Окончив утреннюю работу, Толстой выходил к завтраку, ел быстро и с равнодушием яйцо всмятку: распускал в небольшом стаканчике и крошил в него кусочек белого хлеба. Потом съедал еще небольшую порцию гречневой каши. Обед обычно подавали часов в шесть. Лев Николаевич, как правило, опаздывал и являлся тогда, когда первое блюдо было уже съедено. Он редко говорил о любимых блюдах, как, впрочем, и о самой еде. Его обед состоял из супа, мучных или молочных блюд и сладкого на десерт. Летом на стол подавались еще и ягоды. Софья Андреевна обычно готовила мужу чай на спиртовке, и Толстой шутливо подмечал, что ей надо было выйти замуж за Робинзона, который доил ламу.
Но чаще Толстой сам готовил себе неприхотливый ужин. Наливал воду из самовара в кастрюльку, высыпал туда несколько ложек муки, добавлял лимон, ставил кастрюлю на спиртовку. Потом с большим аппетитом принимался за похлебку. Чай пил с лимоном, вместо сахара ел изюм. На ужин обычно варил себе кашу из овсянки, которую Софья Андреевна сама покупала для него в коробках.
Завтракал в зале обычно в одиночестве. Ел или прованское масло с лимонным соком и белым хлебом, или брынзу, привозимую врачом Маковицким из Словакии, запивая чаем с коньяком. Все больше тяготел к «одинокому пиру». Иногда брал чашку чаю с баранками и уходил в кабинет.
Вегетарианство в Ясной Поляне чрезвычайно усложнило жизнь хозяйки, разделив семью на два лагеря. Однажды Софья Андреевна торжественно объявила за столом, что своихдетей она никогда «не допустит до вегетарианства». Своимиона называла тех, кому не было еще
двенадцати лет. Она была убеждена, что пища, употребляемая ее мужем — хлеб, картофель, капуста, грибы, — очень вредна для его хронически больной печени. Во время очередных желчных приступов она искусно подливала мясные бульоны во все его блюда, и Лев Николаевич этого не замечал или не хотел замечать, как это случалось, говорят, с некоторыми монахами.
В час дня обычно завтракали домашние. В два часа, после окончания общего завтрака, когда посуда еще оставалась на столе, в зале появлялся писатель. В это время кто-нибудь из присутствующих распоряжался подать Льву Николаевичу завтрак Через несколько минут слуга приносил разогретую овсянку и маленький горшочек с простоквашей. И так — каждый день — одно и то же.

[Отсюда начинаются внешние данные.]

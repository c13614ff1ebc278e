use crate::testing::{at, FarmTestScenario};
use game::api::{Action, ErrorKind, Event};
use game::building::{Building, StructureKey};
use game::economy::Economy;
use game::raising::AnimalKey;

mod testing;

#[test]
fn test_build_field() {
    FarmTestScenario::new()
        .when_player_perform(|_| Action::BuildBuilding {
            kind: StructureKey::Field,
            cell: at(2, 3),
        })
        .then_events_should_be(|_| {
            vec![
                Event::Economy(vec![Economy::CurrencyChanged { balance: 800 }]),
                Event::Building(vec![Building::StructurePlaced {
                    id: game::building::StructureId(1),
                    kind: StructureKey::Field,
                    level: 1,
                    cell: at(2, 3),
                }]),
            ]
        })
        .then_currency_should_be(800)
        .then_structures_count_should_be(1);
}

#[test]
fn test_barn_leaves_too_little_for_cow() {
    FarmTestScenario::new()
        .when_player_perform(|_| Action::BuildBuilding {
            kind: "tvartas".parse().unwrap(),
            cell: at(1, 0),
        })
        .named(&["barn"])
        .then_currency_should_be(200)
        .when_player_perform(|given| Action::BuyAnimal {
            barn: given.structure("barn"),
            kind: "karve".parse().unwrap(),
            name: None,
        })
        .then_error_should_be(ErrorKind::InsufficientFunds)
        .then_currency_should_be(200)
        .then_animals_count_should_be(0);
}

#[test]
fn test_cell_never_takes_second_structure() {
    FarmTestScenario::new()
        .given_currency(5000)
        .when_player_perform(|_| Action::BuildBuilding {
            kind: StructureKey::Field,
            cell: at(0, 0),
        })
        .then_action_should_succeed()
        .when_player_perform(|_| Action::BuildBuilding {
            kind: StructureKey::Field,
            cell: at(0, 0),
        })
        .then_error_should_be(ErrorKind::CellOccupied)
        .when_player_perform(|_| Action::BuildBuilding {
            kind: StructureKey::Barn,
            cell: at(0, 0),
        })
        .then_error_should_be(ErrorKind::CellOccupied)
        .then_currency_should_be(4800)
        .then_structures_count_should_be(1);
}

#[test]
fn test_build_outside_of_grid() {
    for cell in [at(4, 0), at(0, 4), at(10, 10)] {
        FarmTestScenario::new()
            .when_player_perform(|_| Action::BuildBuilding {
                kind: StructureKey::Field,
                cell,
            })
            .then_error_should_be(ErrorKind::OutOfBounds)
            .then_currency_should_be(1000)
            .then_structures_count_should_be(0);
    }
}

#[test]
fn test_bounds_checked_before_funds() {
    FarmTestScenario::new()
        .given_currency(0)
        .when_player_perform(|_| Action::BuildBuilding {
            kind: StructureKey::Barn,
            cell: at(7, 7),
        })
        .then_error_should_be(ErrorKind::OutOfBounds);
}

#[test]
fn test_build_without_funds() {
    FarmTestScenario::new()
        .given_currency(199)
        .when_player_perform(|_| Action::BuildBuilding {
            kind: StructureKey::Field,
            cell: at(0, 0),
        })
        .then_error_should_be(ErrorKind::InsufficientFunds)
        .then_currency_should_be(199)
        .then_structures_count_should_be(0);
}

#[test]
fn test_upgrade_barn_increases_capacity() {
    let scenario = FarmTestScenario::new()
        .given_structure("barn", "barn", at(1, 1))
        .when_player_perform(|given| Action::UpgradeBuilding {
            structure: given.structure("barn"),
        })
        .then_events_should_be(|given| {
            vec![
                Event::Economy(vec![Economy::CurrencyChanged { balance: 600 }]),
                Event::Building(vec![Building::StructureUpgraded {
                    id: given.structure("barn"),
                    level: 2,
                }]),
            ]
        });
    let barn = scenario.structure("barn");
    assert_eq!(scenario.game.building.capacity_of(barn), Ok(Some(4)));
    assert_eq!(
        scenario.game.building.get_structure(barn).unwrap().upgrade_cost(),
        800
    );
}

#[test]
fn test_upgrade_without_funds() {
    FarmTestScenario::new()
        .given_currency(399)
        .given_structure("barn", "barn", at(1, 1))
        .when_player_perform(|given| Action::UpgradeBuilding {
            structure: given.structure("barn"),
        })
        .then_error_should_be(ErrorKind::InsufficientFunds)
        .then_currency_should_be(399);
}

#[test]
fn test_upgrade_unknown_structure() {
    FarmTestScenario::new()
        .when_player_perform(|_| Action::UpgradeBuilding {
            structure: game::building::StructureId(42),
        })
        .then_error_should_be(ErrorKind::NotFound);
}

#[test]
fn test_field_has_no_capacity() {
    let scenario = FarmTestScenario::new().given_structure("field", "field", at(0, 0));
    let field = scenario.structure("field");
    assert_eq!(scenario.game.building.capacity_of(field), Ok(None));
    assert_eq!(
        scenario.game.building.find_at(at(0, 0)).map(|structure| structure.id),
        Some(field)
    );
    assert!(scenario.game.building.find_at(at(1, 0)).is_none());
}

#[test]
fn test_structures_of_kind() {
    let scenario = FarmTestScenario::new()
        .given_structure("field", "north", at(0, 0))
        .given_structure("barn", "barn", at(1, 0))
        .given_structure("field", "south", at(0, 1));
    let fields: Vec<_> = scenario
        .game
        .building
        .structures_of(StructureKey::Field)
        .map(|structure| structure.id)
        .collect();
    assert_eq!(fields, vec![scenario.structure("north"), scenario.structure("south")]);
}

#[test]
fn test_unknown_catalog_key() {
    let error = "pilis".parse::<StructureKey>().unwrap_err();
    assert_eq!(
        game::api::ActionError::from(error).kind(),
        ErrorKind::UnknownCatalogKey
    );
    assert_eq!("cow".parse::<AnimalKey>(), Ok(AnimalKey::Cow));
    assert_eq!("karve".parse::<AnimalKey>(), Ok(AnimalKey::Cow));
}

Лев Николаевич имел свое собственное меню. Время его трапезы не определялось заранее, и Софья Андреевна жаловалась, что приходится ставить уже приготовленные овсяную кашу или бобы в печь дважды и держать их там очень долго. В итоге они становились едва съедобными. Случалось, что первый завтрак писатель пропускал вовсе.